Com a adoção do princípio da precaução, sustentado na prudência (fundamento ético) e na segurança (fundamento jurídico), a nova Resolução (hoje não tão nova, mas muito atual) ampliou a importância do preparo técnico do conselho fiscal que passa a ser o encarregado de emitir relatórios de controles internos apontando ao conselho deliberativo, no mínimo semestralmente, os riscos identificados na gestão da entidade, na gestão dos investimentos, na gestão dos planos de benefícios e de gestão administrativa, enfim, em todas as políticas e em todos os controles aprovados pelo conselho deliberativo e executados pela diretoria. São cautelas para evitar danos muitas vezes irreversíveis, uma vez que não há possibilidade de risco zero.

Perguntas? Várias:

  1. Ao dizer requisitos mínimos, a Lei Complementar nº 109 autoriza normas inferiores, inclusive o estatuto da entidade fechada de previdência complementar, trazer novos requisitos (ou pré-requisitos) para a indicação ou eleição de conselheiros e executivos?
  2. Ao dizer comprovada experiência no exercício de atividades nas áreas financeira, administrativa, contábil, jurídica, de fiscalização ou de auditoria e colocar como pré-requisito também a formação de nível superior para os membros da diretoria executiva, sem especificar a especialidade, a Lei Complementar nº 109 deve ser interpretada no sentido de que a formação acadêmica tenha similitude com a experiência?
  3. A compatibilidade da imprescindível competência técnica e gerencial com a exigência legal e estatutária e com a complexidade das funções que devem ser exercidas pelos conselheiros e executivos (e colaboradores) deve ser admitida como outro pré-requisito que se somará aos mínimos enunciados na Lei Complementar nº 109?
  4. Comprovada a experiência no exercício de atividades nas áreas financeira, administrativa, contábil, jurídica, de fiscalização ou de auditoria e a formação de nível superior, independentemente ou não da área acadêmica, a complexidade das funções legais e estatutárias devem ser avaliadas vis à vis os pré-requisitos?

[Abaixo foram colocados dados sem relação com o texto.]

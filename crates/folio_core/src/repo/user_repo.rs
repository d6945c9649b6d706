//! User repository contracts and SQLite implementation.
//!
//! # Invariants
//! - `users.email` and `users.handle` are UNIQUE; violations surface as
//!   `RepoError::UniqueViolation` naming the field.

use crate::model::now_epoch_ms;
use crate::model::user::{NewUser, User, UserId};
use crate::repo::{parse_uuid, RepoError, RepoResult};
use rusqlite::{params, Connection, OptionalExtension, Row};
use uuid::Uuid;

const USER_SELECT_SQL: &str = "SELECT id, email, handle, created_at FROM users";

/// Repository interface for user records.
pub trait UserRepository {
    /// Inserts one user and returns the stored row.
    fn create_user(&self, user: &NewUser) -> RepoResult<User>;
    /// Loads one user by id.
    fn get_user(&self, id: UserId) -> RepoResult<Option<User>>;
    /// Loads one user by normalized email.
    fn find_by_email(&self, email: &str) -> RepoResult<Option<User>>;
}

/// SQLite-backed user repository.
pub struct SqliteUserRepository<'conn> {
    conn: &'conn Connection,
}

impl<'conn> SqliteUserRepository<'conn> {
    pub fn new(conn: &'conn Connection) -> Self {
        Self { conn }
    }
}

impl UserRepository for SqliteUserRepository<'_> {
    fn create_user(&self, user: &NewUser) -> RepoResult<User> {
        let created = User {
            id: Uuid::new_v4(),
            email: user.email.clone(),
            handle: user.handle.clone(),
            created_at: now_epoch_ms(),
        };

        self.conn
            .execute(
                "INSERT INTO users (id, email, handle, created_at) VALUES (?1, ?2, ?3, ?4);",
                params![
                    created.id.to_string(),
                    created.email.as_str(),
                    created.handle.as_str(),
                    created.created_at,
                ],
            )
            .map_err(map_unique_violation)?;

        Ok(created)
    }

    fn get_user(&self, id: UserId) -> RepoResult<Option<User>> {
        self.conn
            .query_row(
                &format!("{USER_SELECT_SQL} WHERE id = ?1;"),
                [id.to_string()],
                read_user_columns,
            )
            .optional()?
            .map(UserColumns::into_user)
            .transpose()
    }

    fn find_by_email(&self, email: &str) -> RepoResult<Option<User>> {
        self.conn
            .query_row(
                &format!("{USER_SELECT_SQL} WHERE email = ?1;"),
                [email],
                read_user_columns,
            )
            .optional()?
            .map(UserColumns::into_user)
            .transpose()
    }
}

struct UserColumns {
    id: String,
    email: String,
    handle: String,
    created_at: i64,
}

impl UserColumns {
    fn into_user(self) -> RepoResult<User> {
        Ok(User {
            id: parse_uuid(&self.id, "users.id")?,
            email: self.email,
            handle: self.handle,
            created_at: self.created_at,
        })
    }
}

fn read_user_columns(row: &Row<'_>) -> rusqlite::Result<UserColumns> {
    Ok(UserColumns {
        id: row.get("id")?,
        email: row.get("email")?,
        handle: row.get("handle")?,
        created_at: row.get("created_at")?,
    })
}

fn map_unique_violation(err: rusqlite::Error) -> RepoError {
    if let rusqlite::Error::SqliteFailure(failure, Some(message)) = &err {
        if failure.extended_code == rusqlite::ffi::SQLITE_CONSTRAINT_UNIQUE {
            if message.contains("users.email") {
                return RepoError::UniqueViolation { field: "email" };
            }
            if message.contains("users.handle") {
                return RepoError::UniqueViolation { field: "handle" };
            }
        }
    }
    err.into()
}
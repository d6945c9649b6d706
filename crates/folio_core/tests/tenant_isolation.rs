use folio_core::{
    document_locks, open_db_in_memory, CoreConfig, CoreError, FolioApi, Identity, ProjectFilter,
};
use rusqlite::Connection;
use uuid::Uuid;

#[test]
fn foreign_project_looks_exactly_like_a_missing_one() {
    let conn = open_db_in_memory().unwrap();
    let api = api(&conn);
    let alice = register(&api, "alice");
    let mallory = register(&api, "mallory");
    let project_id = api.create_project(&alice, "Private Diary", "").unwrap();

    let foreign = api.get_project(&mallory, project_id).unwrap_err();
    let missing_id = Uuid::new_v4();
    let missing = api.get_project(&mallory, missing_id).unwrap_err();

    match (foreign, missing) {
        (
            CoreError::NotFound { kind: foreign_kind, id: foreign_id },
            CoreError::NotFound { kind: missing_kind, id: missing_id_text },
        ) => {
            assert_eq!(foreign_kind, missing_kind);
            assert_eq!(foreign_id, project_id.to_string());
            assert_eq!(missing_id_text, missing_id.to_string());
        }
        other => panic!("unexpected errors: {other:?}"),
    }
}

#[test]
fn foreign_caller_cannot_touch_any_owned_entity() {
    let conn = open_db_in_memory().unwrap();
    let api = api(&conn);
    let alice = register(&api, "alice");
    let mallory = register(&api, "mallory");
    let project_id = api.create_project(&alice, "Private Diary", "mine").unwrap();
    api.update_document(&alice, project_id, "secret").unwrap();
    let document = api.get_document(&alice, project_id).unwrap();
    let entry = api.recent_history(&alice, document.id, None).unwrap()[0].clone();

    assert_not_found(api.get_document(&mallory, project_id));
    assert_not_found(api.get_document_by_id(&mallory, document.id));
    assert_not_found(api.update_document(&mallory, project_id, "defaced"));
    assert_not_found(api.update_project_metadata(
        &mallory,
        project_id,
        Some("Defaced".to_string()),
        None,
    ));
    assert_not_found(api.list_history(&mallory, document.id, None, None));
    assert_not_found(api.recent_history(&mallory, document.id, None));
    assert_not_found(api.get_history_entry(&mallory, entry.id));
    assert_not_found(api.delete_project(&mallory, project_id));

    let stored = api.get_document(&alice, project_id).unwrap();
    assert_eq!(stored.content, "secret");
    assert_eq!(api.get_project(&alice, project_id).unwrap().title, "Private Diary");
}

#[test]
fn listings_and_rollups_only_cover_own_rows() {
    let conn = open_db_in_memory().unwrap();
    let api = api(&conn);
    let alice = register(&api, "alice");
    let bob = register(&api, "bob");
    let alice_project = api.create_project(&alice, "Shared Word", "").unwrap();
    api.update_document(&alice, alice_project, "shared word inside")
        .unwrap();
    api.create_project(&bob, "Bob Only", "").unwrap();

    let bob_page = api.list_projects(&bob, &ProjectFilter::default()).unwrap();
    assert_eq!(bob_page.total, 1);
    assert_eq!(bob_page.items[0].title, "Bob Only");

    let results = api.search_projects_and_documents(&bob, "shared").unwrap();
    assert!(results.projects.is_empty());
    assert!(results.documents.is_empty());

    let summary = api.get_analytics(&bob).unwrap();
    assert_eq!(summary.project_count, 1);
    assert_eq!(summary.history_count, 0);
    assert!(summary.recent_history.is_empty());
}

fn assert_not_found<T: std::fmt::Debug>(result: Result<T, CoreError>) {
    match result {
        Err(CoreError::NotFound { .. }) => {}
        other => panic!("expected not found, got {other:?}"),
    }
}

fn api(conn: &Connection) -> FolioApi<'_> {
    let config = CoreConfig::default();
    FolioApi::new(conn, document_locks(&config), config)
}

fn register(api: &FolioApi<'_>, handle: &str) -> Identity {
    let user = api
        .register_user(&format!("{handle}@example.com"), handle)
        .unwrap();
    Identity::from(&user)
}
//! Domain model for owners, projects, documents and their revision history.
//!
//! # Responsibility
//! - Define canonical data structures used by core business logic.
//! - Own pure input validation for user and project fields.
//!
//! # Invariants
//! - Every project owns exactly one document.
//! - History entries are immutable snapshots; deletion only happens through
//!   the owning project's cascade.

pub mod document;
pub mod identity;
pub mod page;
pub mod project;
pub mod user;

use chrono::Utc;

/// Current wall-clock time in Unix epoch milliseconds.
pub fn now_epoch_ms() -> i64 {
    Utc::now().timestamp_millis()
}
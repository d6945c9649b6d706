//! Core use-case services.
//!
//! # Responsibility
//! - Orchestrate guard checks, per-document locks and repository calls into
//!   use-case level APIs.
//! - Keep callers decoupled from storage details.
//!
//! # Invariants
//! - Every entity-addressed operation runs the ownership guard first.
//! - Validation happens before any repository write.

pub mod analytics_service;
pub mod document_service;
pub mod history_service;
pub mod project_service;
pub mod query_service;
pub mod user_service;
//! Document store use-cases.
//!
//! # Responsibility
//! - Guarded reads of current content.
//! - Snapshot-on-write updates: the pre-image is appended to the revision
//!   log only when content really changes.
//!
//! # Invariants
//! - Identical content is a full no-op: no history row, no timestamp change.
//! - Snapshot append and content swap commit together or not at all.
//! - Writes to one document are serialized by its `DocumentLocks` slot.

use crate::access::doc_locks::DocumentLocks;
use crate::access::guard::{OwnedEntity, OwnerLookup, OwnershipGuard};
use crate::error::{CoreError, CoreResult, EntityKind};
use crate::model::document::{Document, DocumentId, DocumentWrite};
use crate::model::identity::Identity;
use crate::model::project::ProjectId;
use crate::repo::document_repo::{ContentWrite, DocumentRepository};
use crate::repo::RepoError;
use log::{info, warn};
use std::time::Instant;

pub struct DocumentService<'a, D: DocumentRepository, L: OwnerLookup> {
    repo: D,
    guard: &'a OwnershipGuard<L>,
    locks: &'a DocumentLocks,
    placeholder: &'a str,
}

impl<'a, D: DocumentRepository, L: OwnerLookup> DocumentService<'a, D, L> {
    pub fn new(
        repo: D,
        guard: &'a OwnershipGuard<L>,
        locks: &'a DocumentLocks,
        placeholder: &'a str,
    ) -> Self {
        Self {
            repo,
            guard,
            locks,
            placeholder,
        }
    }

    /// Returns the project's current document.
    pub fn get_document(&self, identity: &Identity, project_id: ProjectId) -> CoreResult<Document> {
        self.guard
            .check(identity, OwnedEntity::Project(project_id))?;
        self.repo
            .get_by_project(project_id)?
            .ok_or_else(|| CoreError::not_found(EntityKind::Project, project_id))
    }

    /// Returns a document addressed by its own id.
    pub fn get_document_by_id(
        &self,
        identity: &Identity,
        document_id: DocumentId,
    ) -> CoreResult<Document> {
        self.guard
            .check(identity, OwnedEntity::Document(document_id))?;
        self.repo
            .get_document(document_id)?
            .ok_or_else(|| CoreError::not_found(EntityKind::Document, document_id))
    }

    /// Replaces content, snapshotting the previous content first.
    ///
    /// # Contract
    /// - Equal content returns the current document with
    ///   `history_entry_created = false` and writes nothing.
    /// - Different content appends exactly one history entry holding the
    ///   pre-update content and advances `last_modified`.
    ///
    /// # Errors
    /// - `NotFound` when the project is absent, foreign, or deleted mid-call.
    /// - `Conflict` when the document stays locked past the wait budget.
    pub fn update_document(
        &self,
        identity: &Identity,
        project_id: ProjectId,
        new_content: &str,
    ) -> CoreResult<DocumentWrite> {
        let started_at = Instant::now();
        self.guard
            .check(identity, OwnedEntity::Project(project_id))?;

        let document_id = self.resolve_document_id(project_id)?;
        let _lock = self.locks.acquire(document_id)?;

        let outcome = self
            .repo
            .write_content(document_id, new_content)
            .map_err(|err| match err {
                RepoError::NotFound { .. } => RepoError::not_found(EntityKind::Project, project_id),
                other => other,
            })?;

        let write = match outcome {
            ContentWrite::Unchanged(document) => DocumentWrite {
                document,
                history_entry_created: false,
            },
            ContentWrite::Changed { document, snapshot } => {
                info!(
                    "event=history_append module=history status=ok document_id={} history_id={} snapshot_bytes={}",
                    document_id,
                    snapshot.id,
                    snapshot.content_snapshot.len()
                );
                DocumentWrite {
                    document,
                    history_entry_created: true,
                }
            }
        };

        info!(
            "event=document_update module=document status=ok project_id={} document_id={} changed={} content_bytes={} duration_ms={}",
            project_id,
            document_id,
            write.history_entry_created,
            new_content.len(),
            started_at.elapsed().as_millis()
        );
        Ok(write)
    }

    fn resolve_document_id(&self, project_id: ProjectId) -> CoreResult<DocumentId> {
        if let Some(document) = self.repo.get_by_project(project_id)? {
            return Ok(document.id);
        }
        warn!(
            "event=document_lazy_create module=document status=ok project_id={}",
            project_id
        );
        let document = self.repo.ensure_document(project_id, self.placeholder)?;
        Ok(document.id)
    }
}
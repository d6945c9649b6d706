//! Transitive owner resolution backing the ownership guard.

use crate::access::guard::{OwnedEntity, OwnerLookup};
use crate::model::user::UserId;
use crate::repo::{parse_uuid, RepoResult};
use rusqlite::{Connection, OptionalExtension, ToSql};

/// Resolves owners with one indexed join per entity kind.
pub struct SqliteOwnerLookup<'conn> {
    conn: &'conn Connection,
}

impl<'conn> SqliteOwnerLookup<'conn> {
    pub fn new(conn: &'conn Connection) -> Self {
        Self { conn }
    }

    fn query_owner(&self, sql: &str, key: &dyn ToSql) -> RepoResult<Option<UserId>> {
        let owner: Option<String> = self
            .conn
            .query_row(sql, [key], |row| row.get(0))
            .optional()?;
        owner
            .map(|value| parse_uuid(&value, "projects.owner_id"))
            .transpose()
    }
}

impl OwnerLookup for SqliteOwnerLookup<'_> {
    fn owner_of(&self, entity: OwnedEntity) -> RepoResult<Option<UserId>> {
        match entity {
            OwnedEntity::Project(id) => self.query_owner(
                "SELECT owner_id FROM projects WHERE id = ?1;",
                &id.to_string(),
            ),
            OwnedEntity::Document(id) => self.query_owner(
                "SELECT p.owner_id
                 FROM documents d
                 INNER JOIN projects p ON p.id = d.project_id
                 WHERE d.id = ?1;",
                &id.to_string(),
            ),
            OwnedEntity::History(id) => self.query_owner(
                "SELECT p.owner_id
                 FROM history h
                 INNER JOIN documents d ON d.id = h.document_id
                 INNER JOIN projects p ON p.id = d.project_id
                 WHERE h.id = ?1;",
                &id,
            ),
        }
    }
}
//! Repository layer abstractions and SQLite implementations.
//!
//! # Responsibility
//! - Define use-case oriented data access contracts.
//! - Isolate SQLite query details from service/business orchestration.
//!
//! # Invariants
//! - Repositories never perform ownership checks; services call the guard
//!   before touching them.
//! - Multi-statement writes run inside one `IMMEDIATE` transaction so the
//!   write lock is taken before any read that decides the write.
//! - Repository APIs return semantic errors (`NotFound`, `UniqueViolation`)
//!   in addition to DB transport errors.

pub mod document_repo;
pub mod history_repo;
pub mod owner_repo;
pub mod project_repo;
pub mod stats_repo;
pub mod user_repo;

use crate::db::DbError;
use crate::error::EntityKind;
use rusqlite::{Connection, Transaction, TransactionBehavior};
use std::error::Error;
use std::fmt::{Display, Formatter};
use uuid::Uuid;

pub type RepoResult<T> = Result<T, RepoError>;

/// Repository error for persistence and query operations.
#[derive(Debug)]
pub enum RepoError {
    Db(DbError),
    NotFound { kind: EntityKind, id: String },
    /// A UNIQUE constraint rejected the write on `field`.
    UniqueViolation { field: &'static str },
    InvalidData(String),
}

impl RepoError {
    pub(crate) fn not_found(kind: EntityKind, id: impl ToString) -> Self {
        Self::NotFound {
            kind,
            id: id.to_string(),
        }
    }
}

impl Display for RepoError {
    fn fmt(&self, f: &mut Formatter<'_>) -> std::fmt::Result {
        match self {
            Self::Db(err) => write!(f, "{err}"),
            Self::NotFound { kind, id } => write!(f, "{} not found: {id}", kind.as_str()),
            Self::UniqueViolation { field } => write!(f, "duplicate value for `{field}`"),
            Self::InvalidData(message) => write!(f, "invalid persisted data: {message}"),
        }
    }
}

impl Error for RepoError {
    fn source(&self) -> Option<&(dyn Error + 'static)> {
        match self {
            Self::Db(err) => Some(err),
            Self::NotFound { .. } => None,
            Self::UniqueViolation { .. } => None,
            Self::InvalidData(_) => None,
        }
    }
}

impl From<DbError> for RepoError {
    fn from(value: DbError) -> Self {
        Self::Db(value)
    }
}

impl From<rusqlite::Error> for RepoError {
    fn from(value: rusqlite::Error) -> Self {
        Self::Db(DbError::Sqlite(value))
    }
}

/// Starts a write transaction that holds the database write lock up front.
///
/// Works on a shared `&Connection` so repositories can stay borrow-only.
pub(crate) fn begin_write(conn: &Connection) -> RepoResult<Transaction<'_>> {
    Ok(Transaction::new_unchecked(
        conn,
        TransactionBehavior::Immediate,
    )?)
}

pub(crate) fn parse_uuid(value: &str, column: &str) -> RepoResult<Uuid> {
    Uuid::parse_str(value)
        .map_err(|_| RepoError::InvalidData(format!("invalid uuid value `{value}` in {column}")))
}

pub(crate) fn count_to_u64(value: i64, column: &str) -> RepoResult<u64> {
    u64::try_from(value)
        .map_err(|_| RepoError::InvalidData(format!("negative count `{value}` in {column}")))
}
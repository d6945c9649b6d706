//! Document and revision history records.
//!
//! # Invariants
//! - One document per project; `project_id` never changes.
//! - `last_modified` moves only when content actually changes.
//! - A `HistoryEntry` stores the full pre-update content and is never edited.

use crate::model::project::ProjectId;
use serde::{Deserialize, Serialize};
use uuid::Uuid;

pub type DocumentId = Uuid;

/// Server-assigned, strictly increasing history id.
pub type HistoryId = i64;

#[derive(Debug, Clone, PartialEq, Eq, Serialize, Deserialize)]
pub struct Document {
    pub id: DocumentId,
    pub project_id: ProjectId,
    pub content: String,
    /// Epoch milliseconds.
    pub last_modified: i64,
}

#[derive(Debug, Clone, PartialEq, Eq, Serialize, Deserialize)]
pub struct HistoryEntry {
    pub id: HistoryId,
    pub document_id: DocumentId,
    pub content_snapshot: String,
    /// Epoch milliseconds.
    pub created_at: i64,
}

/// Outcome of a document content write.
#[derive(Debug, Clone, PartialEq, Eq, Serialize)]
pub struct DocumentWrite {
    pub document: Document,
    /// `false` for no-op writes whose content matched byte-for-byte.
    pub history_entry_created: bool,
}

/// Word and character totals for one or more contents.
#[derive(Debug, Clone, Copy, Default, PartialEq, Eq, Serialize)]
pub struct ContentStats {
    pub words: u64,
    pub characters: u64,
}

impl ContentStats {
    /// Whitespace-delimited token count and Unicode scalar count.
    pub fn of(content: &str) -> Self {
        Self {
            words: content.split_whitespace().count() as u64,
            characters: content.chars().count() as u64,
        }
    }

    pub fn add(self, other: Self) -> Self {
        Self {
            words: self.words + other.words,
            characters: self.characters + other.characters,
        }
    }
}

#[cfg(test)]
mod tests {
    use super::ContentStats;

    #[test]
    fn counts_whitespace_tokens_and_chars() {
        let stats = ContentStats::of("  hello\tbrave\n new  wörld ");
        assert_eq!(stats.words, 4);
        assert_eq!(stats.characters, 26);
        assert_eq!(ContentStats::of(""), ContentStats::default());
    }
}
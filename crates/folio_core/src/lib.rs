//! Core domain logic for Folio.
//! Projects own exactly one document; every content change leaves an
//! append-only snapshot of what it replaced.

pub mod access;
pub mod api;
pub mod config;
pub mod db;
pub mod error;
pub mod logging;
pub mod model;
pub mod repo;
pub mod service;

pub use access::doc_locks::{DocumentLocks, LockError};
pub use api::{document_locks, open_connection, FolioApi};
pub use config::{ConfigError, CoreConfig};
pub use db::{open_db, open_db_in_memory, open_db_with_busy_timeout, DbError, DbResult};
pub use error::{CoreError, CoreResult, EntityKind, FieldError, ValidationError};
pub use logging::{default_log_level, init_logging, logging_status, LoggingConfig};
pub use model::document::{Document, DocumentId, DocumentWrite, HistoryEntry, HistoryId};
pub use model::identity::Identity;
pub use model::page::Page;
pub use model::project::{Project, ProjectId, ProjectPatch};
pub use model::user::{User, UserId};
pub use repo::document_repo::DocumentMatch;
pub use service::analytics_service::AnalyticsSummary;
pub use service::project_service::DeleteConfirmation;
pub use service::query_service::{ProjectFilter, SearchResults};

/// Minimal health-check API for early integration.
pub fn ping() -> &'static str {
    "pong"
}

/// Returns the core crate version.
pub fn core_version() -> &'static str {
    env!("CARGO_PKG_VERSION")
}

#[cfg(test)]
mod tests {
    use super::{core_version, ping};

    #[test]
    fn ping_returns_pong() {
        assert_eq!(ping(), "pong");
    }

    #[test]
    fn version_is_not_empty() {
        assert!(!core_version().is_empty());
    }
}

Para ficar por aqu,i e preferindo as dúvidas do que as certezas, observa-se que, com o tempo passando, a régua continuou subindo a partir de 2015, quando foram editadas as primeiras normas sobre os processos de certificação e habilitação para o regime fechado, hoje revogadas pela Resolução CNPC nº 39, de 30 de abril de 2021 (sem esquecer da Resolução CNPC nº 35, de 20 de dezembro de 2019). São matérias importantes, que podem ser objeto de reflexões futuras.